EXERCISE OBJECTIVE – Once the line containing "metadata and body." is found in the entries below, restate it and each following line word for word, stopping after the line containing "let yaml_text = &rest[..yaml_len];".

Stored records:
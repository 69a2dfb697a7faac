//! Recency decay weighting.
//!
//! Stale content keeps its data but loses ranking influence through a
//! multiplicative weight in [0, 1]. Two curves are supported:
//!
//! - Exponential: weight = 0.5^((age − grace) / half_life) past the grace
//!   period.
//! - Power-law (default, ACT-R / Wixted–Ebbesen): weight = min(1, a·t^(−b))
//!   with t = age − grace. With b = 0.5 the weight halves when elapsed time
//!   quadruples.
//!
//! The grace period is tiered by document category, and age is measured from
//! the last deliberate access when one is recorded — search hits and graph
//! traversal never reset the clock.

use crate::config::DecayConfig;
use chrono::{DateTime, Utc};

/// Decay curve selection.
#[derive(Debug, Clone, Copy, PartialEq, Eq)]
pub enum DecayCurve {
    Exponential,
    PowerLaw,
}

impl DecayCurve {
    pub fn from_name(name: &str) -> Self {
        if name.eq_ignore_ascii_case("exponential") {
            Self::Exponential
        } else {
            Self::PowerLaw
        }
    }
}

/// Grace-period tier, derived from where a document lives in the corpus.
#[derive(Debug, Clone, Copy, PartialEq, Eq)]
pub enum DocumentCategory {
    /// Ephemeral working sessions — shortest grace.
    Session,
    /// Queued workflows — intermediate grace.
    Workflow,
    /// Everything else — longest (default) grace.
    Standard,
}

impl DocumentCategory {
    /// Classify a document by its URI path.
    pub fn from_uri(uri: &str) -> Self {
        let lowered = uri.to_lowercase();
        if lowered.contains("thinking/sequential") {
            Self::Session
        } else if lowered.contains("thinking/workflows") {
            Self::Workflow
        } else {
            Self::Standard
        }
    }
}

/// Exponential decay: 1.0 within the grace period, then halving every
/// `half_life_days` thereafter.
pub fn exponential_weight(age_days: f64, grace_days: i64, half_life_days: i64) -> f64 {
    if age_days < 0.0 {
        return 1.0;
    }
    let grace = grace_days.max(0) as f64;
    if age_days <= grace {
        return 1.0;
    }
    if half_life_days <= 0 {
        return 0.0;
    }
    let exponent = (age_days - grace) / half_life_days as f64;
    0.5f64.powf(exponent).clamp(0.0, 1.0)
}

/// Power-law decay: 1.0 within the grace period, then min(1, a·t^(−b)) where
/// t is days elapsed past the grace period.
pub fn power_law_weight(age_days: f64, grace_days: i64, a: f64, b: f64) -> f64 {
    if age_days < 0.0 {
        return 1.0;
    }
    let grace = grace_days.max(0) as f64;
    if age_days <= grace {
        return 1.0;
    }
    let t = age_days - grace;
    (a * t.powf(-b)).clamp(0.0, 1.0)
}

/// Weight for arbitrary content under the configured curve.
pub fn weight_for_age(config: &DecayConfig, age_days: f64, grace_days: i64) -> f64 {
    match DecayCurve::from_name(&config.curve) {
        DecayCurve::Exponential => {
            exponential_weight(age_days, grace_days, config.half_life_days)
        }
        DecayCurve::PowerLaw => {
            power_law_weight(age_days, grace_days, config.power_law_a, config.power_law_b)
        }
    }
}

/// Decay weight for a document row.
///
/// Age runs from `last_accessed` when recorded (access boosting) else from
/// `created`; with neither timestamp the document is treated as fresh.
/// Status-conditioned overrides: "validated" is permanently exempt,
/// "invalidated" decays aggressively (7-day grace, 14-day half-life).
pub fn document_weight(
    config: &DecayConfig,
    uri: &str,
    status: Option<&str>,
    created: Option<DateTime<Utc>>,
    last_accessed: Option<DateTime<Utc>>,
    now: DateTime<Utc>,
) -> f64 {
    let status = status.map(|s| s.trim().to_lowercase());
    if status.as_deref() == Some("validated") {
        return 1.0;
    }

    let Some(reference) = last_accessed.or(created) else {
        return 1.0;
    };
    let age_days = (now - reference).num_seconds() as f64 / 86_400.0;

    if status.as_deref() == Some("invalidated") {
        return exponential_weight(age_days, 7, 14);
    }

    let grace = match DocumentCategory::from_uri(uri) {
        DocumentCategory::Session => config.grace_days_sessions,
        DocumentCategory::Workflow => config.grace_days_workflows,
        DocumentCategory::Standard => config.grace_days_default,
    };

    weight_for_age(config, age_days, grace)
}
//! Corpus document I/O.
//!
//! Each document is one plain-text file with an optional leading YAML
//! metadata block. Metadata values are heterogeneous (string | list | nested
//! map), so they are modeled as the tagged [`MetaValue`] union with explicit
//! typed accessors rather than dynamic lookups.
//!
//! Documents are addressed by a URI derived from their path: relative to the
//! storage root, extension stripped, separators normalized, `memory://`
//! prefixed.

use crate::error::{EngineError, Result};
use std::collections::BTreeMap;
use std::path::{Component, Path, PathBuf};

pub const URI_SCHEME: &str = "memory://";

/// A single heterogeneous metadata value.
#[derive(Debug, Clone, PartialEq)]
pub enum MetaValue {
    Str(String),
    List(Vec<MetaValue>),
    Map(BTreeMap<String, MetaValue>),
}

impl MetaValue {
    pub fn as_str(&self) -> Option<&str> {
        match self {
            Self::Str(s) => Some(s),
            _ => None,
        }
    }

    /// Flatten a list value into its string items, skipping non-strings.
    pub fn as_str_list(&self) -> Vec<&str> {
        match self {
            Self::List(items) => items.iter().filter_map(|v| v.as_str()).collect(),
            Self::Str(s) => vec![s.as_str()],
            Self::Map(_) => Vec::new(),
        }
    }

    fn from_yaml(value: serde_yaml::Value) -> Option<Self> {
        match value {
            serde_yaml::Value::Null => None,
            serde_yaml::Value::Bool(b) => Some(Self::Str(b.to_string())),
            serde_yaml::Value::Number(n) => Some(Self::Str(n.to_string())),
            serde_yaml::Value::String(s) => Some(Self::Str(s)),
            serde_yaml::Value::Sequence(seq) => Some(Self::List(
                seq.into_iter().filter_map(Self::from_yaml).collect(),
            )),
            serde_yaml::Value::Mapping(map) => {
                let mut out = BTreeMap::new();
                for (k, v) in map {
                    if let (serde_yaml::Value::String(key), Some(val)) =
                        (k, Self::from_yaml_opt(v))
                    {
                        out.insert(key, val);
                    }
                }
                Some(Self::Map(out))
            }
            serde_yaml::Value::Tagged(tagged) => Self::from_yaml(tagged.value),
        }
    }

    fn from_yaml_opt(value: serde_yaml::Value) -> Option<Self> {
        Self::from_yaml(value)
    }
}

/// Parsed metadata block with typed accessors.
#[derive(Debug, Clone, Default, PartialEq)]
pub struct Frontmatter(BTreeMap<String, MetaValue>);

impl Frontmatter {
    pub fn get(&self, key: &str) -> Option<&MetaValue> {
        self.0.get(key)
    }

    pub fn get_str(&self, key: &str) -> Option<&str> {
        self.get(key).and_then(MetaValue::as_str)
    }

    pub fn get_str_list(&self, key: &str) -> Vec<&str> {
        self.get(key).map(MetaValue::as_str_list).unwrap_or_default()
    }

    pub fn is_empty(&self) -> bool {
        self.0.is_empty()
    }
}

/// A document split into metadata and body.
#[derive(Debug, Clone)]
pub struct ParsedDocument {
    pub frontmatter: Option<Frontmatter>,
    pub body: String,
}

/// Read and parse a document from disk.
pub fn read_document(path: &Path) -> Result<ParsedDocument> {
    let text = std::fs::read_to_string(path)?;
    Ok(parse_document(&text))
}

/// Split an optional leading `---` YAML block from the body.
///
/// A malformed YAML block is ignored (the document still indexes with its
/// body intact); a missing closing delimiter means the whole text is body.
pub fn parse_document(text: &str) -> ParsedDocument {
    let Some(rest) = strip_open_delimiter(text) else {
        return ParsedDocument {
            frontmatter: None,
            body: text.to_string(),
        };
    };

    let mut yaml_end = None;
    let mut offset = 0usize;
    for line in rest.split_inclusive('\n') {
        if line.trim_end() == "---" {
            yaml_end = Some((offset, offset + line.len()));
            break;
        }
        offset += line.len();
    }

    let Some((yaml_len, body_start)) = yaml_end else {
        return ParsedDocument {
            frontmatter: None,
            body: text.to_string(),
        };
    };

    let yaml_text = &rest[..yaml_len];
    let body = rest[body_start..].trim_start_matches(['\r', '\n']).to_string();

    let frontmatter = serde_yaml::from_str::<serde_yaml::Value>(yaml_text)
        .ok()
        .and_then(MetaValue::from_yaml)
        .and_then(|value| match value {
            MetaValue::Map(map) => Some(Frontmatter(map)),
            _ => None,
        });

    ParsedDocument { frontmatter, body }
}

fn strip_open_delimiter(text: &str) -> Option<&str> {
    let rest = text.strip_prefix("---")?;
    let rest = rest.strip_prefix('\r').unwrap_or(rest);
    rest.strip_prefix('\n')
}

/// Derive the `memory://` URI for a corpus file path.
pub fn path_to_uri(path: &Path, root: &Path) -> String {
    let relative = path.strip_prefix(root).unwrap_or(path);
    let mut segments: Vec<String> = relative
        .components()
        .filter_map(|c| match c {
            Component::Normal(s) => Some(s.to_string_lossy().into_owned()),
            _ => None,
        })
        .collect();

    if let Some(last) = segments.last_mut() {
        if let Some(stem) = last.strip_suffix(".md") {
            *last = stem.to_string();
        }
    }

    format!("{URI_SCHEME}{}", segments.join("/"))
}

/// Map a `memory://` URI back to its on-disk path under `root`.
///
/// Rejects URIs whose segments would escape the storage root.
pub fn uri_to_path(uri: &str, root: &Path) -> Result<PathBuf> {
    let relative = uri.strip_prefix(URI_SCHEME).unwrap_or(uri);

    let mut path = root.to_path_buf();
    for segment in relative.split('/') {
        if segment.is_empty() || segment == "." || segment == ".." {
            return Err(EngineError::invalid(
                "uri",
                format!("URI attempts to escape the storage root: {uri}"),
            ));
        }
        path.push(segment);
    }

    // Stems may contain dots ("notes.v2"), so the suffix is appended, never substituted
    if let Some(name) = path.file_name().map(|n| n.to_string_lossy().into_owned()) {
        if !name.ends_with(".md") {
            path.set_file_name(format!("{name}.md"));
        }
    }
    Ok(path)
}

/// Resolve a document title: frontmatter `title`, else the file stem.
pub fn title_for(path: &Path, frontmatter: Option<&Frontmatter>) -> String {
    if let Some(title) = frontmatter.and_then(|fm| fm.get_str("title")) {
        if !title.trim().is_empty() {
            return title.to_string();
        }
    }
    path.file_stem()
        .map(|s| s.to_string_lossy().into_owned())
        .filter(|s| !s.trim().is_empty())
        .unwrap_or_else(|| "Untitled".to_string())
}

ANSWER –
/// A document split into metadata and body.
#[derive(Debug, Clone)]
pub struct ParsedDocument {
    pub frontmatter: Option<Frontmatter>,
    pub body: String,
}

/// Read and parse a document from disk.
pub fn read_document(path: &Path) -> Result<ParsedDocument> {
    let text = std::fs::read_to_string(path)?;
    Ok(parse_document(&text))
}

/// Split an optional leading `---` YAML block from the body.
///
/// A malformed YAML block is ignored (the document still indexes with its
/// body intact); a missing closing delimiter means the whole text is body.
pub fn parse_document(text: &str) -> ParsedDocument {
    let Some(rest) = strip_open_delimiter(text) else {
        return ParsedDocument {
            frontmatter: None,
            body: text.to_string(),
        };
    };

    let mut yaml_end = None;
    let mut offset = 0usize;
    for line in rest.split_inclusive('\n') {
        if line.trim_end() == "---" {
            yaml_end = Some((offset, offset + line.len()));
            break;
        }
        offset += line.len();
    }

    let Some((yaml_len, body_start)) = yaml_end else {
        return ParsedDocument {
            frontmatter: None,
            body: text.to_string(),
        };
    };

    let yaml_text = &rest[..yaml_len];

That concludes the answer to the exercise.